Departamento de Fisiologia e Biofísica, Instituto de Ciências Biológicas - Universidade Federal de Minas Gerais, Belo Horizonte, Brasil; Centro de Tecnologia e Pesquisa em Magneto Ressonância, Programa de Pós-Graduação em Engenharia Elétrica - Universidade Federal de Minas Gerais, Belo Horizonte, Brasil.
Departamento de Fisiologia e Biofísica, Instituto de Ciências Biológicas - Universidade Federal de Minas Gerais, Belo Horizonte, Brasil.
J Neurosci Methods. 2024 Nov;411:110245. doi: 10.1016/j.jneumeth.2024.110245. Epub 2024 Aug 6.

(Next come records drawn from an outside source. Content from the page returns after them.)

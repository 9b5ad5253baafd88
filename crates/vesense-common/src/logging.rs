//! ---
//! vs_section: "01-core-functionality"
//! vs_subsection: "module"
//! vs_type: "source"
//! vs_scope: "code"
//! vs_description: "Shared primitives and utilities for the core runtime."
//! vs_version: "v0.0.0-prealpha"
//! vs_owner: "tbd"
//! ---
use anyhow::Result;
use once_cell::sync::OnceCell;
use serde::{Deserialize, Serialize};
use tracing::info;
use tracing_appender::rolling::daily;
use tracing_subscriber::filter::EnvFilter;
use tracing_subscriber::fmt;
use tracing_subscriber::layer::{Layer, SubscriberExt};
use tracing_subscriber::util::SubscriberInitExt;

use crate::config::LoggingConfig;

const LOG_ENV: &str = "VESENSE_LOG";

static FILE_GUARD: OnceCell<tracing_appender::non_blocking::WorkerGuard> = OnceCell::new();
static STDOUT_GUARD: OnceCell<tracing_appender::non_blocking::WorkerGuard> = OnceCell::new();

/// Available log formats for the daemon.
#[derive(Debug, Clone, Copy, Serialize, Deserialize, PartialEq, Eq, Default)]
#[serde(rename_all = "kebab-case")]
pub enum LogFormat {
    #[default]
    StructuredJson,
    Pretty,
}

impl std::str::FromStr for LogFormat {
    type Err = String;

    fn from_str(s: &str) -> Result<Self, Self::Err> {
        match s.to_lowercase().as_str() {
            "structured-json" | "json" => Ok(LogFormat::StructuredJson),
            "pretty" => Ok(LogFormat::Pretty),
            other => Err(format!("unknown log format: {}", other)),
        }
    }
}

/// Initialize the tracing subscriber based on configuration and environment variables.
///
/// * `VESENSE_LOG` overrides the log filter (e.g. `info`, `debug,vesense_vfs=trace`).
///   When unset the standard `RUST_LOG` variable is honoured, finally defaulting to
///   `info`; the poll loop is chatty at `debug`.
/// * Stdout receives the configured format, while a rolling daily JSON file is kept
///   in `config.directory` for post-mortem analysis.
pub fn init_tracing(service_name: &str, config: &LoggingConfig) -> Result<()> {
    std::fs::create_dir_all(&config.directory)?;
    let prefix = config
        .file_prefix
        .clone()
        .unwrap_or_else(|| service_name.to_owned());

    let file_appender = daily(&config.directory, format!("{}.log", prefix));
    let (file_writer, file_guard) = tracing_appender::non_blocking(file_appender);
    let (stdout_writer, stdout_guard) = tracing_appender::non_blocking(std::io::stdout());

    let _ = FILE_GUARD.set(file_guard);
    let _ = STDOUT_GUARD.set(stdout_guard);

    let filter = match std::env::var(LOG_ENV) {
        Ok(directive) => EnvFilter::try_new(directive).unwrap_or_else(|err| {
            eprintln!(
                "invalid {} directive ({}); defaulting to info logging",
                LOG_ENV, err
            );
            EnvFilter::new("info")
        }),
        Err(_) => EnvFilter::try_from_default_env().unwrap_or_else(|_| EnvFilter::new("info")),
    };

    let fmt_layer = match config.format {
        LogFormat::StructuredJson => fmt::layer()
            .with_target(false)
            .with_timer(fmt::time::UtcTime::rfc_3339())
            .json()
            .with_writer(stdout_writer)
            .boxed(),
        LogFormat::Pretty => fmt::layer()
            .with_target(true)
            .with_timer(fmt::time::UtcTime::rfc_3339())
            .with_writer(stdout_writer)
            .boxed(),
    };

    let file_layer = fmt::layer()
        .with_target(true)
        .with_timer(fmt::time::UtcTime::rfc_3339())
        .json()
        .with_writer(file_writer)
        .boxed();

    tracing_subscriber::registry()
        .with(filter)
        .with(fmt_layer)
        .with(file_layer)
        .try_init()
        .ok();

    info!(service = %service_name, log_dir = %config.directory.display(), format = ?config.format, "tracing initialised");
    Ok(())
}
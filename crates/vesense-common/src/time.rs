//! ---
//! vs_section: "01-core-functionality"
//! vs_subsection: "module"
//! vs_type: "source"
//! vs_scope: "code"
//! vs_description: "Shared primitives and utilities for the core runtime."
//! vs_version: "v0.0.0-prealpha"
//! vs_owner: "tbd"
//! ---
use std::fmt::Debug;
use std::sync::Arc;
use std::time::Duration;

use chrono::{DateTime, Utc};
use parking_lot::Mutex;

/// Source of wall-clock timestamps for values and files.
pub trait Clock: Send + Sync + Debug {
    fn now(&self) -> DateTime<Utc>;
}

/// Clock handle shared between pipeline stages.
pub type SharedClock = Arc<dyn Clock>;

#[derive(Debug, Default, Clone, Copy)]
pub struct SystemClock;

impl SystemClock {
    pub fn shared() -> SharedClock {
        Arc::new(SystemClock)
    }
}

impl Clock for SystemClock {
    fn now(&self) -> DateTime<Utc> {
        Utc::now()
    }
}

/// Manually driven clock for deterministic tests.
#[derive(Debug)]
pub struct ManualClock {
    now: Mutex<DateTime<Utc>>,
}

impl ManualClock {
    pub fn new(start: DateTime<Utc>) -> Self {
        Self {
            now: Mutex::new(start),
        }
    }

    /// Clock starting at the Unix epoch.
    pub fn epoch() -> Arc<Self> {
        Arc::new(Self::new(DateTime::<Utc>::UNIX_EPOCH))
    }

    pub fn advance(&self, by: Duration) {
        let delta = chrono::Duration::from_std(by).unwrap_or(chrono::Duration::MAX);
        let mut now = self.now.lock();
        *now = now.checked_add_signed(delta).unwrap_or(*now);
    }

    pub fn set(&self, at: DateTime<Utc>) {
        *self.now.lock() = at;
    }
}

impl Clock for ManualClock {
    fn now(&self) -> DateTime<Utc> {
        *self.now.lock()
    }
}

/// Elapsed time between two timestamps, clamped at zero when `later` is earlier.
pub fn elapsed_between(earlier: DateTime<Utc>, later: DateTime<Utc>) -> Duration {
    (later - earlier).to_std().unwrap_or(Duration::ZERO)
}
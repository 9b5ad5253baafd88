//! ---
//! vs_section: "05-messaging"
//! vs_subsection: "module"
//! vs_type: "source"
//! vs_scope: "code"
//! vs_description: "Message-bus topics, payloads and publication."
//! vs_version: "v0.0.0-prealpha"
//! vs_owner: "tbd"
//! ---
use std::sync::atomic::{AtomicU64, Ordering};
use std::sync::Arc;

use tokio::sync::oneshot;
use tokio::task::JoinHandle;
use tracing::{debug, error, info, warn};
use vesense_common::MqttConfig;
use vesense_dataflow::{Filter, Value, ValueStore};

use crate::payload::{RealtimePayload, PAYLOAD_AVAILABLE, PAYLOAD_NOT_AVAILABLE};
use crate::topic::{availability_topic, realtime_topic};
use crate::transport::{BusMessage, BusTransport};

/// Publish counters.
#[derive(Debug, Default)]
pub struct PublisherStats {
    sent: AtomicU64,
    failed: AtomicU64,
}

impl PublisherStats {
    /// Messages accepted by the transport.
    pub fn sent(&self) -> u64 {
        self.sent.load(Ordering::Relaxed)
    }

    /// Messages the transport rejected.
    pub fn failed(&self) -> u64 {
        self.failed.load(Ordering::Relaxed)
    }
}

struct Worker {
    transport: Arc<dyn BusTransport>,
    config: MqttConfig,
    availability: String,
    stats: Arc<PublisherStats>,
}

impl Worker {
    fn send(&self, message: BusMessage) {
        let topic = message.topic.clone();
        match self.transport.publish(message) {
            Ok(()) => {
                self.stats.sent.fetch_add(1, Ordering::Relaxed);
            }
            Err(err) => {
                self.stats.failed.fetch_add(1, Ordering::Relaxed);
                warn!(transport = self.transport.name(), topic = %topic, error = %err, "bus publish failed");
            }
        }
    }

    fn send_availability(&self, payload: &str) {
        self.send(BusMessage {
            topic: self.availability.clone(),
            payload: payload.to_owned(),
            qos: self.config.qos,
            retain: true,
        });
    }

    fn send_value(&self, value: &Value) {
        let payload = match RealtimePayload::from(value).to_json() {
            Ok(payload) => payload,
            Err(err) => {
                self.stats.failed.fetch_add(1, Ordering::Relaxed);
                warn!(device = %value.device.name(), name = %value.name, error = %err, "payload encoding failed");
                return;
            }
        };
        self.send(BusMessage {
            topic: realtime_topic(
                &self.config,
                value.device.name(),
                value.device.model(),
                &value.name,
                &value.unit,
            ),
            payload,
            qos: self.config.qos,
            retain: self.config.retain,
        });
    }
}

/// Background task forwarding every rounded value to the bus.
#[derive(Debug)]
pub struct BusPublisher {
    shutdown: oneshot::Sender<()>,
    task: JoinHandle<()>,
    stats: Arc<PublisherStats>,
}

impl BusPublisher {
    /// Subscribe to `store` and start publishing. `Online` is sent first;
    /// `Offline` is sent when the publisher stops.
    pub fn spawn(
        store: &Arc<ValueStore>,
        transport: Arc<dyn BusTransport>,
        config: MqttConfig,
    ) -> Self {
        let subscription = config
            .realtime_enabled
            .then(|| store.subscribe(Filter::unrestricted()));
        let stats = Arc::new(PublisherStats::default());
        let worker = Worker {
            availability: availability_topic(&config),
            transport,
            config,
            stats: stats.clone(),
        };
        let (shutdown_tx, mut shutdown_rx) = oneshot::channel::<()>();

        let task = tokio::spawn(async move {
            info!(
                broker = %worker.config.broker,
                client_id = %worker.config.client_id,
                transport = worker.transport.name(),
                "bus publisher started"
            );
            worker.send_availability(PAYLOAD_AVAILABLE);
            match subscription {
                Some(mut subscription) => loop {
                    tokio::select! {
                        _ = &mut shutdown_rx => break,
                        next = subscription.recv() => match next {
                            Some(value) => worker.send_value(&value),
                            None => {
                                debug!("rounded store closed its subscriptions");
                                break;
                            }
                        },
                    }
                },
                None => {
                    let _ = shutdown_rx.await;
                }
            }
            worker.send_availability(PAYLOAD_NOT_AVAILABLE);
            info!(sent = worker.stats.sent(), failed = worker.stats.failed(), "bus publisher stopped");
        });

        Self {
            shutdown: shutdown_tx,
            task,
            stats,
        }
    }

    /// Live counters.
    pub fn stats(&self) -> Arc<PublisherStats> {
        self.stats.clone()
    }

    /// Stop publishing and wait for `Offline` to go out.
    pub async fn shutdown(self) {
        let _ = self.shutdown.send(());
        if let Err(err) = self.task.await {
            error!(error = %err, "bus publisher task join error");
        }
    }
}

Chronobiology is the scientific field focused on studying periodicity in biological processes. In mammals, most physiological variables exhibit circadian rhythmicity, such as metabolism, body temperature, locomotor activity, and sleep. The biological rhythmicity can be statistically evaluated by examining the time series and extracting parameters that correlate to the period of oscillation, its amplitude, phase displacement, and overall variability.
We have developed a library called CircadiPy, which encapsulates methods for chronobiological analysis and data inspection, serving as an open-access toolkit for the analysis and interpretation of chronobiological data. The package was designed to be flexible, comprehensive and scalable in order to assist research dealing with processes affected or influenced by rhythmicity.
The results demonstrate the toolkit's capability to guide users in analyzing chronobiological data collected from various recording sources, while also providing precise parameters related to the circadian rhythmicity.
The analysis methodology from this proposed library offers an opportunity to inspect and obtain chronobiological parameters in a straightforward and cost-free manner, in contrast to commercial tools.
Moreover, being an open-source tool, it empowers the community with the opportunity to contribute with new functions, analysis methods, and graphical visualizations given the simplified computational method of time series data analysis using an easy and comprehensive pipeline within a single Python object.
时间生物学是专注于研究生物过程周期性的科学领域。在哺乳动物中,大多数生理变量表现出昼夜节律性,如代谢、体温、活动和睡眠。生物节律性可以通过检查时间序列并提取与振荡周期、振幅、相位偏移和整体可变性相关的参数来进行统计评估。
我们开发了一个名为 CircadiPy 的库,它封装了用于时间生物学分析和数据检查的方法,是分析和解释时间生物学数据的开放工具包。该软件包旨在具有灵活性、全面性和可扩展性,以帮助研究受节律性影响或影响的过程。
结果表明,该工具包能够指导用户分析从各种记录源收集的时间生物学数据,同时还提供与昼夜节律性相关的精确参数。
与商业工具相比,该库的分析方法提供了一种直接且免费的方式来检查和获取时间生物学参数的机会。
此外,作为一个开源工具,它使社区有机会通过使用简化的时间序列数据分析计算方法,在单个 Python 对象中使用简单而全面的管道,为新功能、分析方法和图形可视化提供贡献。